On Sat, Jan 21, 2012 at 4:51 PM, Peter Geoghegan <pe...@2ndquadrant.com> wrote:
> On 16 January 2012 00:59, Jeff Janes <jeff.ja...@gmail.com> wrote:
>> I think it would be better to pre-deduct the tape overhead amount we
>> will need if we decide to switch to tape sort from the availMem before
>> we even start reading (and then add it back if we do indeed make that
>> switch).  That way we wouldn't over-run the memory in the first place.
>>  However, that would cause apparent regressions in which sorts that
>> previously fit into maintenance_work_mem no longer do.  Boosting
>> maintenance_work_mem to a level that was actually being used
>> previously would fix those regressions, but pointing out that the
>> previous behavior was not optimal doesn't change the fact that people
>> are used to it and perhaps tuned to it.  So the attached patch seems
>> more backwards-friendly.
> Hmm. Are people really setting maintenance_work_mem such that it is
> exactly large enough to quicksort when building an index in one case
> but not another?

It could also apply to work_mem in other situations.  I'm just using
maintenance_work_mem in my example because index creation is the thing
that lead me into this little diversion and so that is what my
test-bed is set up to use.

Some people do have very stable "ritualized" work-loads and so could
have tuned exactly to them.  I don't know how common that would be.
More common might be synthetic benchmarks which had been tuned, either
intentionally or accidentally, to just barely fit in the (overshot)
memory, so it would be a perception problem that there was a
regression when in fact the tuning merely became out of date.

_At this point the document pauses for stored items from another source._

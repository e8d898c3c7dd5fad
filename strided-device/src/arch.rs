//! Hardware constants of the simulated device.
//!
//! Values follow the observed target: 32-byte DMA blocks, a 16-lane block
//! transpose unit, 32 vector cores and a 256 KiB scratchpad per core of which
//! a small prefix is reserved for the tiling parameter block.

// ============================================================================
// Memory transfer
// ============================================================================

/// Bytes per DMA-aligned block. Every scratchpad address touched by a block
/// transfer must be a multiple of this, and block transfers move whole
/// blocks only.
pub const BLOCK_BYTES: usize = 32;

/// Lanes of the block-transpose primitive (16 rows x 16 lanes per call).
pub const TRANSPOSE_LANES: usize = 16;

// ============================================================================
// Cores and scratchpad
// ============================================================================

/// Vector cores launched per kernel invocation.
pub const DEFAULT_CORE_NUM: usize = 32;

/// Scratchpad ("local buffer") bytes per core.
pub const DEFAULT_SCRATCH_BYTES: usize = 256 * 1024;

/// Scratchpad bytes held back for the tiling parameter block.
pub const TILING_RESERVE_BYTES: usize = 1024;

/// Smallest line pitch, in elements, of the transpose-based reorder path.
pub const MIN_LINE_PITCH: usize = 32;

/// Widest supported element, in bytes.
pub const MAX_ELEMENT_BYTES: usize = 8;

/// Smallest usable scratchpad: the reorder working set (three regions of 16
/// lines at the minimum pitch plus a dense quarter) for the widest element.
pub const MIN_SCRATCH_BYTES: usize = 4 * TRANSPOSE_LANES * MIN_LINE_PITCH * MAX_ELEMENT_BYTES;
//! Whole source footprint resident in the scratchpad: scalar gather.

use strided_device::{round_up, BurstShape, Element};

use super::TileSpan;
use crate::context::CoreContext;
use crate::tail::move_out_region;
use crate::Result;

/// Scratchpad offset of the packed output run, right after the footprint.
#[inline]
fn dense_base<T: Element>(ctx: &CoreContext<'_, '_, T>) -> usize {
    round_up(ctx.plan.src_footprint, ctx.unit)
}

/// Load the footprint once per core.
pub(super) fn prepare<T: Element>(ctx: &mut CoreContext<'_, '_, T>) -> Result<()> {
    let blocks = dense_base(ctx) / ctx.unit;
    let origin = ctx.plan.storage_offset;
    ctx.mover.move_in(
        &mut ctx.scratch,
        &ctx.src,
        0,
        origin,
        BurstShape::contiguous(blocks),
    )?;
    Ok(())
}

pub(super) fn gather_resident<T: Element>(
    ctx: &mut CoreContext<'_, '_, T>,
    tile: TileSpan,
) -> Result<()> {
    let (l, s) = (ctx.plan.last_dim_size, ctx.plan.last_dim_stride);
    let origin = ctx.plan.storage_offset;
    let dense = dense_base(ctx);
    for i in 0..tile.rows {
        let base = ctx.resolve(tile.row + i) - origin;
        let out = dense + i * l;
        for p in 0..l {
            let value = ctx.scratch.read_scalar::<T>(base + p * s)?;
            ctx.scratch.write_scalar::<T>(out + p, value)?;
        }
    }
    move_out_region(
        &mut ctx.mover,
        &mut ctx.dst,
        &mut ctx.scratch,
        tile.row * l,
        dense,
        tile.rows * l,
    )
}
//! Block-transpose primitive.
//!
//! One call exchanges rows and lanes of a 16 x 16 tile resident in the
//! scratchpad. The tile is described by 16 source row addresses and 16
//! destination row addresses, each pointing at 16 consecutive lane elements:
//!
//! `dst_rows[j][i] = src_rows[i][j]` for `i, j` in `0..16`
//!
//! Row addresses are block-aligned. Narrow (1-byte) data is transposed
//! through a `u16` view, two elements per lane.

use bytemuck::Pod;

use crate::arch::TRANSPOSE_LANES;
use crate::scratch::Scratchpad;
use crate::Result;

/// Row addresses for one transpose call, in lane-type elements.
pub type LaneRows = [usize; TRANSPOSE_LANES];

/// A 16-lane transpose unit for lane type `L`.
pub trait MicroKernel<L: Pod> {
    /// Tile side length.
    const LANES: usize;

    /// Transpose one tile inside `scratch`.
    fn transpose(scratch: &mut Scratchpad, src_rows: &LaneRows, dst_rows: &LaneRows) -> Result<()>;
}

/// Scalar implementation of the transpose unit.
pub struct ScalarKernel;

impl<L: Pod> MicroKernel<L> for ScalarKernel {
    const LANES: usize = TRANSPOSE_LANES;

    fn transpose(
        scratch: &mut Scratchpad,
        src_rows: &LaneRows,
        dst_rows: &LaneRows,
    ) -> Result<()> {
        for (&s, &d) in src_rows.iter().zip(dst_rows.iter()) {
            scratch.check_aligned::<L>(s)?;
            scratch.check_aligned::<L>(d)?;
            scratch.check_range::<L>(s, TRANSPOSE_LANES)?;
            scratch.check_range::<L>(d, TRANSPOSE_LANES)?;
        }

        // Snapshot the source tile first: source and destination rows may
        // alias (in-place transpose).
        let mut tile = [[L::zeroed(); TRANSPOSE_LANES]; TRANSPOSE_LANES];
        let view = scratch.view::<L>();
        for (i, &s) in src_rows.iter().enumerate() {
            tile[i].copy_from_slice(&view[s..s + TRANSPOSE_LANES]);
        }

        let view = scratch.view_mut::<L>();
        for (j, &d) in dst_rows.iter().enumerate() {
            for (i, row) in tile.iter().enumerate() {
                view[d + i] = row[j];
            }
        }
        Ok(())
    }
}

/// Transpose one tile with the default kernel.
#[inline]
pub fn transpose_block<L: Pod>(
    scratch: &mut Scratchpad,
    src_rows: &LaneRows,
    dst_rows: &LaneRows,
) -> Result<()> {
    <ScalarKernel as MicroKernel<L>>::transpose(scratch, src_rows, dst_rows)
}

/// Row addresses `base + i * pitch` for `i` in `0..16`.
#[inline]
pub fn lane_rows(base: usize, pitch: usize) -> LaneRows {
    std::array::from_fn(|i| base + i * pitch)
}
//! As-strided gather engine.
//!
//! Materializes a strided view of a flat source buffer into a dense,
//! row-major output on a device with a two-level memory: global memory plus a
//! small per-core scratchpad reachable only through block-aligned DMA.
//!
//! # Pipeline
//!
//! - [`plan_as_strided`] (host): validate the view, pick one of ten
//!   [`TilingMode`]s and split the work across cores
//! - [`launch`] / [`launch_par`] (device): the plan crosses over as its
//!   flat parameter block ([`launch_words`]) and every core walks its tiles,
//!   moving data in, reordering strided lines with the 16-lane transpose,
//!   fixing up sub-block tails and moving the dense result out
//!
//! [`as_strided`] and [`as_strided_into`] run both steps.
//!
//! # Example
//!
//! ```rust
//! use strided_gather::{as_strided, DeviceConfig};
//!
//! // Transpose a 2 x 3 row-major matrix.
//! let src = [1.0f32, 2.0, 3.0, 4.0, 5.0, 6.0];
//! let out = as_strided(&src, &[3, 2], &[1, 3], 0, &DeviceConfig::default()).unwrap();
//! assert_eq!(out, vec![1.0, 4.0, 2.0, 5.0, 3.0, 6.0]);
//! ```

mod context;
pub mod launch;
mod modes;
pub mod reference;
mod reorder;
mod tail;
mod tiles;

pub use launch::{launch, launch_words, CoreTrace, LaunchReport};
pub use strided_device::{Burst, BurstKind, DeviceConfig, DeviceFault, Element};
pub use strided_tiling::{output_len, plan_as_strided, PlanError, TilingMode, TilingPlan};

#[cfg(feature = "parallel")]
pub use launch::{launch_par, launch_words_par};

/// Errors from planning or executing a gather.
#[derive(Debug, thiserror::Error)]
pub enum GatherError {
    #[error(transparent)]
    Plan(#[from] PlanError),

    #[error(transparent)]
    Device(#[from] DeviceFault),

    #[error("output buffer has {found} elements, view has {expected}")]
    OutputLength { expected: usize, found: usize },

    #[error("plan uses {used} cores but the device has {available}")]
    TooManyCores { used: usize, available: usize },
}

/// Result type for gather operations.
pub type Result<T> = std::result::Result<T, GatherError>;

/// Materialize `src` viewed with `size`, `stride` and `storage_offset` into a
/// new dense row-major buffer.
pub fn as_strided<T: Element>(
    src: &[T],
    size: &[usize],
    stride: &[isize],
    storage_offset: isize,
    config: &DeviceConfig,
) -> Result<Vec<T>> {
    let plan = plan_as_strided::<T>(src.len(), size, stride, storage_offset, config)?;
    let mut out = vec![T::zeroed(); output_len(size)?];
    if let Some(plan) = plan {
        execute(&plan, src, &mut out, config)?;
    }
    Ok(out)
}

/// Like [`as_strided`], writing into `dst` (length = product of `size`).
pub fn as_strided_into<T: Element>(
    dst: &mut [T],
    src: &[T],
    size: &[usize],
    stride: &[isize],
    storage_offset: isize,
    config: &DeviceConfig,
) -> Result<()> {
    let plan = plan_as_strided::<T>(src.len(), size, stride, storage_offset, config)?;
    let total = output_len(size)?;
    if dst.len() != total {
        return Err(GatherError::OutputLength {
            expected: total,
            found: dst.len(),
        });
    }
    match plan {
        Some(plan) => execute(&plan, src, dst, config).map(|_| ()),
        None => Ok(()),
    }
}

#[cfg(feature = "parallel")]
fn execute<T: Element>(
    plan: &TilingPlan,
    src: &[T],
    dst: &mut [T],
    config: &DeviceConfig,
) -> Result<LaunchReport> {
    // SAFETY: the block comes straight from the planner, whose core shares
    // are disjoint output ranges.
    unsafe { launch_words_par(&plan.to_words(), src, dst, config) }
}

#[cfg(not(feature = "parallel"))]
fn execute<T: Element>(
    plan: &TilingPlan,
    src: &[T],
    dst: &mut [T],
    config: &DeviceConfig,
) -> Result<LaunchReport> {
    launch_words(&plan.to_words(), src, dst, config)
}

#[cfg(test)]
mod tests {
    use super::*;

    #[test]
    fn test_identity() {
        let src: Vec<u32> = (0..100).collect();
        let out = as_strided(&src, &[100], &[1], 0, &DeviceConfig::default()).unwrap();
        assert_eq!(out, src);
    }

    #[test]
    fn test_offset_and_empty() {
        let src: Vec<i16> = (0..50).collect();
        let out = as_strided(&src, &[5, 2], &[4, 1], 10, &DeviceConfig::default()).unwrap();
        assert_eq!(out, vec![10, 11, 14, 15, 18, 19, 22, 23, 26, 27]);
        let out = as_strided(&src, &[0, 4], &[1, 1], 0, &DeviceConfig::default()).unwrap();
        assert!(out.is_empty());
    }

    #[test]
    fn test_into_checks_length() {
        let src = [1u8; 16];
        let mut dst = [0u8; 3];
        let err = as_strided_into(&mut dst, &src, &[4], &[1], 0, &DeviceConfig::default());
        assert!(matches!(
            err,
            Err(GatherError::OutputLength {
                expected: 4,
                found: 3
            })
        ));
    }

    #[test]
    fn test_plan_errors_propagate() {
        let src = [0.0f64; 4];
        let err = as_strided(&src, &[8], &[1], 0, &DeviceConfig::default());
        assert!(matches!(
            err,
            Err(GatherError::Plan(PlanError::SourceTooSmall { .. }))
        ));
    }

    #[test]
    fn test_overflowing_view_is_rejected() {
        let src = [0u32; 16];
        let cfg = DeviceConfig::default();
        let err = as_strided(&src, &[3], &[isize::MAX], 5, &cfg);
        assert!(matches!(
            err,
            Err(GatherError::Plan(PlanError::Overflow(_)))
        ));
        let mut dst = [0u32; 4];
        let err = as_strided_into(&mut dst, &src, &[usize::MAX, 2], &[0, 0], 0, &cfg);
        assert!(matches!(
            err,
            Err(GatherError::Plan(PlanError::Overflow(_)))
        ));
    }
}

> Is the difference large enough to warrant avoiding
> pre-deduction?

Switching to an external sort when you could have done it all by quick
sort (by cheating just a little bit on memory usage) makes a pretty
big difference, over 2 fold in my tests.  If the fast-path
optimization for qsort goes in, the difference might get even bigger.
Of course, there will always be some point at which that switch over
must occur, so the real question is do we need to keep that switch
point historically consistent to avoid nasty surprises for people with
excessively fine-tuned *work_mem settings based on old behavior?  And
do such people even exist outside of my imagination?

But a bigger question I now have is if any of this matters.  Since
there is currently no way to know how many connections might be
running how many concurrent sorts, there is really no way to tune
work_mem with much precision.  So, does it matter if we slightly lie
about how much we will actually use?  And is it worth worrying about
whether every last drop of memory is used efficiently?

I was trying to compare the performance I was getting with a
theoretical model of what I should get, and it was confusing to me
that we were using a originally defined size of memory for the
priority heap, and then later reducing that amount of memory.  That is
annoying because it complicates the theoretical model, and even more
annoying when I realized that the "freed" memory that results from
doing this is too fragmented to even be used for other purposes.  But
theoretical annoyances aside, it is hardly the worst thing about
memory usage in sorting.  It is just one that is standing in the way
of my further study.

So I don't think this patch I proposed is particularly important in
its own right.  I want to see if anyone will point out that I am all
wet because my analysis failed to take <foo> into account.   I
probably should have explained this when I submitted the patch.

The worst thing about the current memory usage is probably that big
machines can't qsort more than 16,777,216 tuples no matter how much
memory they have, because memtuples has to live entirely within a
single allocation, which is currently limited to 1GB.  It is probably
too late to fix this problem for 9.2. I wish I had started there
rather than here.

This 16,777,216 tuple limitation will get even more unfortunate if the
specializations that speed up qsort but not external sort get

Attached is a completely uncommitable proof of concept/work in
progress patch to get around the limitation.  It shows a 2 fold
improvement when indexing an integer column on a 50,000,000 row
randomly ordered table.

As for what to do to make it commitable, it seems like maybe there
should be two different MaxAllocSize.  One determined by the "aset.c
assumes they can compute twice an allocation's size without overflow".
 I would think that simply testing size_t at compile time would be
enough.  Allowing more than 1 GB allocations would probably be
pointless on 32 bit machines, and 64 bit should be able to compute
twice of a much larger value than 1GB without overflow.

For the varlena stuff, I don't know what to do.  Is the "I swear to
God I won't pass this pointer to one of those functions" sufficient?
Or does each function need to test it?

And I'm pretty sure that palloc, not just repalloc, would need an
over-size alternative to make this a general-purpose improvement.